## Problem requirements
In the entries below, find the line with "filename vetdesk/tests/search_view.rs" and the line with "async fn editing_filters_does_not_search()". Return those two lines and all lines between them, exactly.

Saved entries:
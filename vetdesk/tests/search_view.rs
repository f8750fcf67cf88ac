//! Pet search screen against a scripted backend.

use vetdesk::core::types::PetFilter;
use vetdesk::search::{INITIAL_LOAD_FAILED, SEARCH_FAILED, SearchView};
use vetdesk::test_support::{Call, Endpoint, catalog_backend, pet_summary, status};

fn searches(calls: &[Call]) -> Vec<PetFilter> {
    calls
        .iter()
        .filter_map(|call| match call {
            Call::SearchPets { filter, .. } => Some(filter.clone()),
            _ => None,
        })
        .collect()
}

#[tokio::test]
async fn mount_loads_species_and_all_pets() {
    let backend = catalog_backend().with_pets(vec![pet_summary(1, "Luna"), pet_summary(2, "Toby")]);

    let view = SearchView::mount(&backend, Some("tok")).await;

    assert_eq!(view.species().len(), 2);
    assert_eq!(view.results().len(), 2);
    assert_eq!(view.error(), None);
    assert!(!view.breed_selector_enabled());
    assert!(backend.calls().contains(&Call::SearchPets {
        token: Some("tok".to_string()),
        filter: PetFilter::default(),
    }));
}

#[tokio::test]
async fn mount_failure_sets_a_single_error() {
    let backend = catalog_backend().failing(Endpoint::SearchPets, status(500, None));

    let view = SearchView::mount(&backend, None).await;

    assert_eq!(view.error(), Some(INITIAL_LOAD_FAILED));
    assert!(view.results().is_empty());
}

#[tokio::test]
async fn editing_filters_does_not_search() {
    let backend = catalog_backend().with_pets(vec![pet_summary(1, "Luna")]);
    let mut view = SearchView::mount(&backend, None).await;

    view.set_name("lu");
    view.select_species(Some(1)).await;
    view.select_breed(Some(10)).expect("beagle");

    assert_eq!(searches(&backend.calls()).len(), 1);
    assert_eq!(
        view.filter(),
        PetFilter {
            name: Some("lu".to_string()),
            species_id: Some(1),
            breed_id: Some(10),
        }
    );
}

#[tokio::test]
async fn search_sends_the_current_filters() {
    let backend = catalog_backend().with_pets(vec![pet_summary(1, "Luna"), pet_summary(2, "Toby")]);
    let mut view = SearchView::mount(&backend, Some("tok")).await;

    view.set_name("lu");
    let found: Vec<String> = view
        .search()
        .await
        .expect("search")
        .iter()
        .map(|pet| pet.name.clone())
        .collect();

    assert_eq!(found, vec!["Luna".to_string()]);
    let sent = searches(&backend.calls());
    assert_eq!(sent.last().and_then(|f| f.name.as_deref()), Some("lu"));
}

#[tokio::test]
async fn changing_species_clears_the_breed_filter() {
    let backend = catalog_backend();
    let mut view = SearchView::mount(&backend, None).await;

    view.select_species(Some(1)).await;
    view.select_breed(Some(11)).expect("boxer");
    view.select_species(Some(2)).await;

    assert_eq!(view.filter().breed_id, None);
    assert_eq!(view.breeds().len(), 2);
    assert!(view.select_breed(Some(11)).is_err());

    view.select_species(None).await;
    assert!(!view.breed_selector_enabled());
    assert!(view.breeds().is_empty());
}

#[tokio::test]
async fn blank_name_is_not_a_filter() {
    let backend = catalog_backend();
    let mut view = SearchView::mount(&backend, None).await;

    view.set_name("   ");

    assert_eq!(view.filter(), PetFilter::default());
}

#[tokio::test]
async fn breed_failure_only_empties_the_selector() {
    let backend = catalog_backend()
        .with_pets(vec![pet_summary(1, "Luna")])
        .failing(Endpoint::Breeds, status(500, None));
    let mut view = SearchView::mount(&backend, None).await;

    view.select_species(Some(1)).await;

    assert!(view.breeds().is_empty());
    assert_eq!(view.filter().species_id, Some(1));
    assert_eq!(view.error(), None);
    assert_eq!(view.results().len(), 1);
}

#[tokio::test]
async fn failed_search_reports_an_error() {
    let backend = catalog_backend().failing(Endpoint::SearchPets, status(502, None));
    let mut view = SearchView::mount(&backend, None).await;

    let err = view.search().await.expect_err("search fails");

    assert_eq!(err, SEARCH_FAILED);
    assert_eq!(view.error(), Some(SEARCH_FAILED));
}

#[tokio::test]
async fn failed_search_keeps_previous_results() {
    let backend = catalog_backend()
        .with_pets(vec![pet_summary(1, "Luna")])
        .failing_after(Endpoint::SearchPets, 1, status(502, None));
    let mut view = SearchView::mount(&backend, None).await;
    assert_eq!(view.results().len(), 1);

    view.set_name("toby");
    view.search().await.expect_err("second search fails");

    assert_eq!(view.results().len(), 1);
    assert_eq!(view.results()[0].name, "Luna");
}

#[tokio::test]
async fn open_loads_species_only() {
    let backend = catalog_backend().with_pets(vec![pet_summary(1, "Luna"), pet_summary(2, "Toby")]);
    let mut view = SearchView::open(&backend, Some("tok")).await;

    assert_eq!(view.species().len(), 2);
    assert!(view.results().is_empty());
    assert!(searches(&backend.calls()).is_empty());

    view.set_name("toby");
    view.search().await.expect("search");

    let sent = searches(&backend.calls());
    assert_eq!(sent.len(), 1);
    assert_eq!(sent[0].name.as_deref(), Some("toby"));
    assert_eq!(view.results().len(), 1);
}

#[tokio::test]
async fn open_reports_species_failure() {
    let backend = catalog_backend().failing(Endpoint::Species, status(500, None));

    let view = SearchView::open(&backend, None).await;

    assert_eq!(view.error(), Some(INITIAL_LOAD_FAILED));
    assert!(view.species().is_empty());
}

---

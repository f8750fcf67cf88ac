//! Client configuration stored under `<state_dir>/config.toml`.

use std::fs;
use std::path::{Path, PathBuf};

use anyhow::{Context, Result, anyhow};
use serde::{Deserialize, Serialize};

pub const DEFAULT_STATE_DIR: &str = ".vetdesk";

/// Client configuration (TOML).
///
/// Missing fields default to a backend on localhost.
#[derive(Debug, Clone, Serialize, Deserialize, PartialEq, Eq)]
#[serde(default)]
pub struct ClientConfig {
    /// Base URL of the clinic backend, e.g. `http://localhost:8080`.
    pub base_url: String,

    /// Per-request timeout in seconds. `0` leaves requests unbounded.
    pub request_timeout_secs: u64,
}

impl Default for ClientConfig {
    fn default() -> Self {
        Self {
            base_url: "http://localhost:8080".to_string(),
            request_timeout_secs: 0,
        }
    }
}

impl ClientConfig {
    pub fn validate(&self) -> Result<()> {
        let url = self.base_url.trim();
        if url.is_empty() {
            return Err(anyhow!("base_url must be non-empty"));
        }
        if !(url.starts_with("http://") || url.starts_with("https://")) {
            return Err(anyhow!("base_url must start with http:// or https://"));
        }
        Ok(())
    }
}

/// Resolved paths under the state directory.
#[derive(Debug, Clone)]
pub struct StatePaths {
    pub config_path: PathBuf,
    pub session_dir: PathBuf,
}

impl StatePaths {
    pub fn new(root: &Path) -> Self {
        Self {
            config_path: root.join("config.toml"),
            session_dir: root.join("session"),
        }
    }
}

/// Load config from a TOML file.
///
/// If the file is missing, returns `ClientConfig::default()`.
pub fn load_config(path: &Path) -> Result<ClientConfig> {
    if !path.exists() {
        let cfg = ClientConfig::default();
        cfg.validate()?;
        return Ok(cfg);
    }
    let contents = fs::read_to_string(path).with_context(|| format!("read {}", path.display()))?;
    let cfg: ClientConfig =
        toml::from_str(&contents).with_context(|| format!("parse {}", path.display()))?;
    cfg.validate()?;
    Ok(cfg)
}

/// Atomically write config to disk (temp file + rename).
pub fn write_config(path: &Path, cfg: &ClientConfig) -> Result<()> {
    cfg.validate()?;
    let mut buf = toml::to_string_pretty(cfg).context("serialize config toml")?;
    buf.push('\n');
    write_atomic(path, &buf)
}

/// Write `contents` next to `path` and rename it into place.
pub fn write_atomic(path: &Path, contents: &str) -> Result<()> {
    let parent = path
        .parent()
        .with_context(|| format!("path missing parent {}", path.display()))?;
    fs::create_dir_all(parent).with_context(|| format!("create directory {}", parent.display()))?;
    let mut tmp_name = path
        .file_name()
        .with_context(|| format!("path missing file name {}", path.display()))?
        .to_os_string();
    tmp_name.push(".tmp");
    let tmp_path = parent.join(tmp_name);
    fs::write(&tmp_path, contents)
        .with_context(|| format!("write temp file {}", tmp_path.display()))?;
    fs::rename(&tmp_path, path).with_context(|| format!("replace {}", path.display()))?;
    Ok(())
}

## Task result
filename vetdesk/tests/search_view.rs
repository f8750fcf67cf88ac
//! Pet search screen against a scripted backend.

use vetdesk::core::types::PetFilter;
use vetdesk::search::{INITIAL_LOAD_FAILED, SEARCH_FAILED, SearchView};
use vetdesk::test_support::{Call, Endpoint, catalog_backend, pet_summary, status};

fn searches(calls: &[Call]) -> Vec<PetFilter> {
    calls
        .iter()
        .filter_map(|call| match call {
            Call::SearchPets { filter, .. } => Some(filter.clone()),
            _ => None,
        })
        .collect()
}

#[tokio::test]
async fn mount_loads_species_and_all_pets() {
    let backend = catalog_backend().with_pets(vec![pet_summary(1, "Luna"), pet_summary(2, "Toby")]);

    let view = SearchView::mount(&backend, Some("tok")).await;

    assert_eq!(view.species().len(), 2);
    assert_eq!(view.results().len(), 2);
    assert_eq!(view.error(), None);
    assert!(!view.breed_selector_enabled());
    assert!(backend.calls().contains(&Call::SearchPets {
        token: Some("tok".to_string()),
        filter: PetFilter::default(),
    }));
}

#[tokio::test]
async fn mount_failure_sets_a_single_error() {
    let backend = catalog_backend().failing(Endpoint::SearchPets, status(500, None));

    let view = SearchView::mount(&backend, None).await;

    assert_eq!(view.error(), Some(INITIAL_LOAD_FAILED));
    assert!(view.results().is_empty());
}

#[tokio::test]
async fn editing_filters_does_not_search() {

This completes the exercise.